Special Session 36: Complexity in dynamical systems and applications in biology

Light--scissor--paper: light--mediated intransitivity leads to phytoplankton coexistence

Francesco Paparella
New York University Abu Dhabi
United Arab Emirates
Co-Author(s):    Francesco Paparella (NYUAD); Alessandro Portaluri (UNITO); Xinyue Li (NYUAD)
Abstract:
The paradox of plankton (as stated by Hutchinson in 1961) is usually solved by admitting that coexistence equilibria are indeed unstable, but that instability, rather than leading to the extinction of all but one species competing for a single limiting resource, leads to limit cycles (or chaotic attractors) where several species coexist while their populations fluctuate in time.
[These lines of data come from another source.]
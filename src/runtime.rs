//! Helpers for resolving runtime paths based on the current privilege mode.
use std::{
    env,
    os::fd::RawFd,
    path::PathBuf,
    sync::{OnceLock, RwLock},
};

#[cfg(test)]
use std::path::Path;

#[cfg(unix)]
use libc;

/// Runtime mode that determines where state and logs should be written.
#[derive(Debug, Clone, Copy, PartialEq, Eq)]
pub enum RuntimeMode {
    /// Standard userspace mode; state lives under the invoking user's home directory.
    User,
    /// System mode; state is stored in system directories that require elevated privileges.
    System,
}

#[derive(Debug, Clone)]
struct RuntimeContext {
    mode: RuntimeMode,
    state_dir: PathBuf,
    log_dir: PathBuf,
    config_dirs: Vec<PathBuf>,
    drop_privileges: bool,
    activation_fds: Vec<RawFd>,
}

static CONTEXT: OnceLock<RwLock<RuntimeContext>> = OnceLock::new();

fn context_lock() -> &'static RwLock<RuntimeContext> {
    CONTEXT.get_or_init(|| RwLock::new(RuntimeContext::from_mode(RuntimeMode::User)))
}

impl RuntimeContext {
    fn from_mode(mode: RuntimeMode) -> Self {
        match mode {
            RuntimeMode::User => Self::user_directories(),
            RuntimeMode::System => Self::system_directories(),
        }
    }

    fn user_directories() -> Self {
        let home = env::var_os("HOME")
            .map(PathBuf::from)
            .unwrap_or_else(|| PathBuf::from("/"));
        Self::from_user_home(home)
    }

    fn from_user_home(home: PathBuf) -> Self {
        let state_dir = home.join(".local/share/agentsvc");
        let log_dir = state_dir.join("logs");
        let config_dir = home.join(".config/agentsvc");

        Self {
            mode: RuntimeMode::User,
            state_dir,
            log_dir,
            config_dirs: vec![config_dir],
            drop_privileges: false,
            activation_fds: Vec::new(),
        }
    }

    fn system_directories() -> Self {
        let state_dir = PathBuf::from("/var/lib/agentsvc");
        let log_dir = PathBuf::from("/var/log/agentsvc");
        let config_dir = PathBuf::from("/etc/agentsvc");

        Self {
            mode: RuntimeMode::System,
            state_dir,
            log_dir,
            config_dirs: vec![config_dir],
            drop_privileges: false,
            activation_fds: Vec::new(),
        }
    }
}

/// Updates the global runtime directories for the provided mode. Subsequent calls overwrite the
/// active configuration, allowing different invocations within the same process (e.g., supervisor
/// forks) to operate with the correct context.
pub fn init(mode: RuntimeMode) {
    let mut guard = context_lock().write().expect("runtime context poisoned");
    let drop_privileges = guard.drop_privileges;
    let activation_fds = guard.activation_fds.clone();
    let mut context = RuntimeContext::from_mode(mode);
    context.drop_privileges = drop_privileges;
    context.activation_fds = activation_fds;
    *guard = context;
}

#[cfg(test)]
pub fn init_with_test_home(home: &Path) {
    let mut guard = context_lock().write().expect("runtime context poisoned");
    let drop_privileges = guard.drop_privileges;
    let activation_fds = guard.activation_fds.clone();
    let mut context = RuntimeContext::from_user_home(home.to_path_buf());
    context.drop_privileges = drop_privileges;
    context.activation_fds = activation_fds;
    *guard = context;
}

/// Returns the current runtime mode.
pub fn mode() -> RuntimeMode {
    context_lock()
        .read()
        .expect("runtime context poisoned")
        .mode
}

/// Returns the root directory for runtime state (PID files, sockets, etc.).
pub fn state_dir() -> PathBuf {
    context_lock()
        .read()
        .expect("runtime context poisoned")
        .state_dir
        .clone()
}

/// Returns the directory where supervisor and service logs should reside.
pub fn log_dir() -> PathBuf {
    context_lock()
        .read()
        .expect("runtime context poisoned")
        .log_dir
        .clone()
}

/// Returns the list of configuration directories searched for global config files.
pub fn config_dirs() -> Vec<PathBuf> {
    context_lock()
        .read()
        .expect("runtime context poisoned")
        .config_dirs
        .clone()
}

/// Configures whether the supervisor should drop privileges after binding privileged resources.
pub fn set_drop_privileges(drop: bool) {
    let mut guard = context_lock().write().expect("runtime context poisoned");
    guard.drop_privileges = drop;
}

/// Indicates whether the CLI requested privilege dropping post-startup.
pub fn drop_privileges_requested() -> bool {
    context_lock()
        .read()
        .expect("runtime context poisoned")
        .drop_privileges
}

/// Stores file descriptors inherited via socket activation (e.g., systemd `LISTEN_FDS`).
pub fn set_activation_fds(fds: Vec<RawFd>) {
    let mut guard = context_lock().write().expect("runtime context poisoned");
    guard.activation_fds = fds;
}

/// Returns the list of file descriptors inherited via socket activation.
pub fn activation_fds() -> Vec<RawFd> {
    context_lock()
        .read()
        .expect("runtime context poisoned")
        .activation_fds
        .clone()
}

/// Clears any recorded activation file descriptors.
pub fn clear_activation_fds() {
    let mut guard = context_lock().write().expect("runtime context poisoned");
    guard.activation_fds.clear();
}

/// Captures socket activation file descriptors if provided by the init system.
#[cfg(unix)]
pub fn capture_socket_activation() {
    use std::os::unix::io::RawFd as UnixRawFd;

    let listen_pid = match env::var("LISTEN_PID")
        .ok()
        .and_then(|pid| pid.parse::<u32>().ok())
    {
        Some(pid) => pid,
        None => {
            clear_activation_fds();
            return;
        }
    };

    let current_pid = unsafe { libc::getpid() as u32 };
    if listen_pid != current_pid {
        clear_activation_fds();
        return;
    }

    let fd_count = match env::var("LISTEN_FDS")
        .ok()
        .and_then(|val| val.parse::<i32>().ok())
    {
        Some(n) if n > 0 => n,
        _ => {
            clear_activation_fds();
            return;
        }
    };

    let fds: Vec<UnixRawFd> = (0..fd_count).map(|offset| 3 + offset).collect();
    set_activation_fds(fds);

    unsafe {
        env::remove_var("LISTEN_PID");
        env::remove_var("LISTEN_FDS");
        env::remove_var("LISTEN_FDNAMES");
    }
}

#[cfg(not(unix))]
pub fn capture_socket_activation() {
    clear_activation_fds();
}

/// Default directory searched for sub-service manifests when `SupervisorSettings`
/// does not override it: the active mode's configuration directory.
pub fn default_manifest_dir() -> PathBuf {
    config_dirs()
        .into_iter()
        .next()
        .unwrap_or_else(|| PathBuf::from("."))
}

/// Default path of the binary state file when `SupervisorSettings` does not
/// override it: `STATE_FILE_NAME` under the active mode's state directory.
pub fn default_state_file() -> PathBuf {
    state_dir().join(crate::constants::STATE_FILE_NAME)
}

/// Path of the control-channel Unix domain socket used by `retry`/`resume`/`stop`.
pub fn control_socket_path() -> PathBuf {
    state_dir().join(crate::constants::CONTROL_SOCKET_NAME)
}

/// Directory containing the running supervisor's executable, used to resolve
/// the `agl.base` placeholder token.
pub fn executable_dir() -> PathBuf {
    env::current_exe()
        .ok()
        .and_then(|p| p.parent().map(PathBuf::from))
        .unwrap_or_else(|| PathBuf::from("."))
}
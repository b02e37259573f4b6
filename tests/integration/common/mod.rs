use std::{env, path::Path};

/// Serializes any test that touches the process-wide `HOME` environment
/// variable or the global runtime context, and restores the previous value
/// on drop.
pub struct HomeEnvGuard {
    previous: Option<String>,
    _lock: std::sync::MutexGuard<'static, ()>,
}

impl HomeEnvGuard {
    pub fn set(home: &Path) -> Self {
        let lock = agentsvc::test_utils::env_lock();
        let previous = env::var("HOME").ok();
        unsafe {
            env::set_var("HOME", home);
        }
        agentsvc::runtime::init(agentsvc::runtime::RuntimeMode::User);
        agentsvc::runtime::set_drop_privileges(false);
        Self {
            previous,
            _lock: lock,
        }
    }
}

impl Drop for HomeEnvGuard {
    fn drop(&mut self) {
        match &self.previous {
            Some(value) => unsafe {
                env::set_var("HOME", value);
            },
            None => unsafe {
                env::remove_var("HOME");
            },
        }
        agentsvc::runtime::init(agentsvc::runtime::RuntimeMode::User);
    }
}

#[allow(dead_code)]
pub fn write_manifest(dir: &Path, file: &str, body: &str) {
    std::fs::write(dir.join(file), body).expect("write manifest");
}
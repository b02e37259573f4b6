//! Error taxonomy for the supervisor.
use thiserror::Error;

/// Top-level error type returned by core supervisor operations.
///
/// Variants map onto the two error classes from the error-handling design:
/// configuration/fatal errors that abort the calling operation outright, and
/// per-subsystem errors (wrapped here via `#[from]`) that the caller decides
/// how to handle — raised during Start, logged-and-continued during Stop and
/// Watch.
#[derive(Debug, Error)]
pub enum SupervisorError {
    /// Error loading or parsing the manifest set.
    #[error(transparent)]
    Manifest(#[from] ManifestError),

    /// Error expanding a `%TOKEN%` placeholder.
    #[error(transparent)]
    Expand(#[from] ExpandError),

    /// Error parsing or executing an action.
    #[error(transparent)]
    Action(#[from] ActionError),

    /// Error from the state publisher.
    #[error(transparent)]
    State(#[from] StateError),

    /// A level failed to reach `Running` for every waiting sub-service before
    /// its start timeout elapsed.
    #[error("level {level} did not reach Running within {timeout_sec}s: {pending:?}")]
    LevelStartTimeout {
        level: i64,
        timeout_sec: u64,
        pending: Vec<String>,
    },

    /// I/O failure not otherwise classified.
    #[error("io error: {0}")]
    Io(#[from] std::io::Error),

    /// A mutex guarding shared supervisor state was poisoned by a panicking holder.
    #[error("lock poisoned: {0}")]
    LockPoisoned(String),
}

impl<T> From<std::sync::PoisonError<T>> for SupervisorError {
    fn from(err: std::sync::PoisonError<T>) -> Self {
        SupervisorError::LockPoisoned(err.to_string())
    }
}

/// Errors raised while discovering or parsing the manifest set. These are
/// configuration errors: they abort the operation (typically Start) outright.
#[derive(Debug, Error)]
pub enum ManifestError {
    /// Error reading a manifest file from disk.
    #[error("failed to read manifest '{path}': {source}")]
    Read {
        path: String,
        #[source]
        source: std::io::Error,
    },

    /// Error parsing a manifest's YAML/JSON body.
    #[error("invalid manifest '{path}': {source}")]
    Parse {
        path: String,
        #[source]
        source: serde_yaml::Error,
    },

    /// Two manifests declared the same case-insensitive name.
    #[error("duplicate sub-service name '{name}' in '{file_a}' and '{file_b}'")]
    DuplicateName {
        name: String,
        file_a: String,
        file_b: String,
    },

    /// Error loading the supervisor settings document.
    #[error("invalid settings file '{path}': {source}")]
    Settings {
        path: String,
        #[source]
        source: serde_yaml::Error,
    },
}

/// Errors raised while expanding `%TOKEN%` placeholders (§4.1).
#[derive(Debug, Error)]
pub enum ExpandError {
    /// The token does not name a known system path, supervisor field, or
    /// sub-service field.
    #[error("unknown placeholder '%{0}%'")]
    UnknownToken(String),

    /// Expansion recursed past `PLACEHOLDER_MAX_DEPTH`.
    #[error("placeholder recursion depth exceeded expanding '{0}'")]
    RecursionDepthExceeded(String),

    /// A `%TOKEN%` was opened but never closed.
    #[error("unterminated placeholder in '{0}'")]
    Unterminated(String),
}

/// Errors raised while parsing or executing an action (§4.2, §4.3).
#[derive(Debug, Error)]
pub enum ActionError {
    /// The command exited with a status other than the expected one.
    #[error("command '{command}' exited with {actual}, expected {expected}")]
    UnexpectedExitStatus {
        command: String,
        actual: i32,
        expected: i32,
    },

    /// The command could not be spawned at all.
    #[error("failed to spawn '{command}': {source}")]
    SpawnFailed {
        command: String,
        #[source]
        source: std::io::Error,
    },

    /// The HTTP probe returned an unexpected status code.
    #[error("http probe '{url}' returned {actual}, expected {expected}")]
    UnexpectedHttpStatus {
        url: String,
        actual: u16,
        expected: u16,
    },

    /// The HTTP probe could not be completed (connection error, timeout, ...).
    #[error("http probe '{url}' failed: {source}")]
    HttpFailed {
        url: String,
        #[source]
        source: reqwest::Error,
    },

    /// `sleep:` parameter was not a valid non-negative integer.
    #[error("invalid sleep duration '{0}'")]
    InvalidSleepDuration(String),

    /// The `service` verb was used on a platform that cannot execute it.
    #[error("the 'service' verb is unsupported on this platform")]
    ServiceVerbUnsupported,

    /// `start` was requested while a start was already in flight.
    #[error("only a single start is allowed for '{0}'")]
    AlreadyStarted(String),

    /// `stop` parameter did not match the in-flight start's parameter.
    #[error("stop parameter '{given}' does not match active start '{active}' for '{service}'")]
    StopParamMismatch {
        service: String,
        given: String,
        active: String,
    },
}

/// Errors raised by the state publisher (§6 state file).
#[derive(Debug, Error)]
pub enum StateError {
    /// Error reading the existing state file from disk.
    #[error("failed to read state file '{path}': {source}")]
    Read {
        path: String,
        #[source]
        source: std::io::Error,
    },

    /// Error writing the state file to disk.
    #[error("failed to write state file '{path}': {source}")]
    Write {
        path: String,
        #[source]
        source: std::io::Error,
    },

    /// Error encoding the aggregate snapshot.
    #[error("failed to encode state snapshot: {0}")]
    Encode(#[from] serde_json::Error),

    /// An existing file at the state-file path does not begin with the expected magic.
    /// The file is left untouched; the caller must pick a fresh path.
    #[error("state file '{path}' has an invalid magic number; leaving it untouched")]
    InvalidMagic { path: String },
}
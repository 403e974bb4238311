//! GPU adapter probing
//!
//! Asks the Vulkan adapter directly whether it exposes BC texture
//! compression, as an alternative to the environment/sysfs heuristics.

use crate::capability::HardwareCapability;
use anyhow::{Context, Result};
use tracing::info;

/// Capability answer taken from a live wgpu adapter
#[derive(Debug, Clone)]
pub struct WgpuCapability {
    pub device_name: String,
    pub backend: String,
    pub bc_supported: bool,
}

fn vulkan_instance() -> wgpu::Instance {
    wgpu::Instance::new(&wgpu::InstanceDescriptor {
        backends: wgpu::Backends::VULKAN,
        ..Default::default()
    })
}

impl WgpuCapability {
    /// Query the primary Vulkan adapter
    pub fn probe() -> Result<Self> {
        let instance = vulkan_instance();

        let adapter = pollster::block_on(instance.request_adapter(&wgpu::RequestAdapterOptions {
            power_preference: wgpu::PowerPreference::HighPerformance,
            compatible_surface: None,
            force_fallback_adapter: false,
        }))
        .context("No Vulkan adapter found")?;

        let cap = Self::from_adapter(&adapter);
        info!(
            "Detected GPU: {} ({}), BC compression: {}",
            cap.device_name, cap.backend, cap.bc_supported
        );
        Ok(cap)
    }

    /// Every Vulkan adapter with its BC feature bit
    pub fn enumerate() -> Vec<Self> {
        let instance = vulkan_instance();
        let adapters: Vec<wgpu::Adapter> =
            pollster::block_on(instance.enumerate_adapters(wgpu::Backends::VULKAN));

        adapters.iter().map(Self::from_adapter).collect()
    }

    fn from_adapter(adapter: &wgpu::Adapter) -> Self {
        let info = adapter.get_info();
        Self {
            device_name: info.name,
            backend: info.backend.to_str().to_string(),
            bc_supported: adapter
                .features()
                .contains(wgpu::Features::TEXTURE_COMPRESSION_BC),
        }
    }
}

impl HardwareCapability for WgpuCapability {
    fn hardware_bc(&self) -> bool {
        self.bc_supported
    }
}

#[cfg(test)]
mod tests {
    use super::*;

    #[test]
    fn test_capability_from_adapter_flags() {
        let cap = WgpuCapability {
            device_name: "Xclipse 940".to_string(),
            backend: "vulkan".to_string(),
            bc_supported: false,
        };
        assert!(!cap.supports_format("BC1_UNORM"));
        assert!(cap.supports_format("ASTC_4x4_UNORM"));

        let cap = WgpuCapability {
            bc_supported: true,
            ..cap
        };
        assert!(cap.supports_format("BC6H_UFLOAT"));
    }
}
The cyclical nature of multispecies coexistence (already mathematically proven in 1975 by Leonard and May) has later been rationalized as intransitive competition, that is, the inability of any individual competitor to overcompete all of the others, just as in the game rock-scissor-paper. In this work we show that periodic oscillations of a parameter may induce an intransitive competition dynamics, and thus lead to coexistence in situations where only one species would survive if all parameters were constant in time. Specifically, we consider a plankton model proposed by Huisman and Weissing, and extend it to allow for light dependent growth rates, using the Eilers and Peeters growth-irradiance relationship, with realistic parameters fitted from laboratory experiments. We study the case of a single limiting resource, and we deduce necessary and sufficient conditions for the coexistence of two species. We then extend the discussion to the case of an arbitrary number of species.